Mr Ó Muilleoir (The Minister of Finance): Mar sin arís, a LeasCheann Comhairle, le do chead, ba mhaith liom an Bille Cáinaisnéise uimhir a dó Thuaisceart Éireann a chur i láthair an Tionóil. I beg to move the Budget (No. 2) Bill 2016 [01/16-21], which is a Bill to authorise the issue out of the Consolidated Fund of certain sums for the service of the year ending 31st March 2017; to appropriate those sums for specified purposes; to authorise the Department of Finance to borrow on the credit of the appropriated sums; to authorise the use for the public service of certain resources (including accruing resources) for the year ending 31st March 2017; to authorise the use of certain excess resources for the year ending 31st March 2015; and to repeal certain spent provisions.

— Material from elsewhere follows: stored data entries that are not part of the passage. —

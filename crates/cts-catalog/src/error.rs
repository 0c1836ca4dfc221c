//! Error types for the policy catalog
//!
//! Covers:
//! - Catalog loading (file read, TOML decoding)
//! - Policy validation (missing active setting, blank names)
//! - Selection failures (nothing enabled)

use std::path::PathBuf;

/// Message written in place of a script when no policy is enabled.
pub const NO_POLICIES_MESSAGE: &str = "Error: No policies were enabled.  Before generating the script, you must enable at least one policy.";

/// Errors raised while loading or selecting from a policy catalog
#[derive(Debug, thiserror::Error)]
pub enum CatalogError {
    /// Every policy in the catalog is disabled
    #[error("{}", NO_POLICIES_MESSAGE)]
    NoPoliciesEnabled,

    /// An enabled policy has no value at the active setting index
    #[error("policy '{policy}' has no setting at index {index} ({available} configured)")]
    MissingSetting {
        /// Long name of the offending policy
        policy: String,
        /// Requested setting index
        index: usize,
        /// Number of settings the policy provides
        available: usize,
    },

    /// An enabled policy is malformed
    #[error("invalid policy at catalog position {index}: {reason}")]
    InvalidPolicy {
        /// Zero-based position in the catalog
        index: usize,
        /// What is wrong with it
        reason: String,
    },

    /// The active setting selector points at the baseline entry
    #[error("active setting index {0} is not allowed; index 0 is the baseline")]
    InvalidSelector(usize),

    /// Catalog text is not valid TOML or does not match the schema
    #[error("catalog parse error: {0}")]
    Parse(#[from] toml::de::Error),

    /// IO error while reading a catalog file
    #[error("io error reading {path}: {source}")]
    Io {
        /// File that failed
        path: PathBuf,
        /// Underlying error
        #[source]
        source: std::io::Error,
    },
}

impl CatalogError {
    /// Create IO error for path
    pub fn io_error(path: impl Into<PathBuf>, source: std::io::Error) -> Self {
        Self::Io {
            path: path.into(),
            source,
        }
    }

    /// Create invalid policy error
    pub fn invalid_policy(index: usize, reason: impl Into<String>) -> Self {
        Self::InvalidPolicy {
            index,
            reason: reason.into(),
        }
    }

    /// Check if the error stems from the catalog contents rather than IO
    ///
    /// Configuration errors are the ones a user fixes by editing the catalog.
    #[inline]
    #[must_use]
    pub fn is_configuration_error(&self) -> bool {
        !matches!(self, Self::Io { .. })
    }
}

Mr Deputy Speaker (Mr McGlone): That constitutes the Bill's First Stage, and it shall now be printed. The Speaker is satisfied that the Bill is within the legislative competence of the Assembly, and I can inform Members that confirmation has been received from the Chairperson of the Committee for Finance, in accordance with Standing Order 42(2), that the Committee is satisfied that there has been appropriate consultation with it on the public expenditure proposals contained in the Bill, and that the Bill can therefore proceed under the accelerated passage procedure.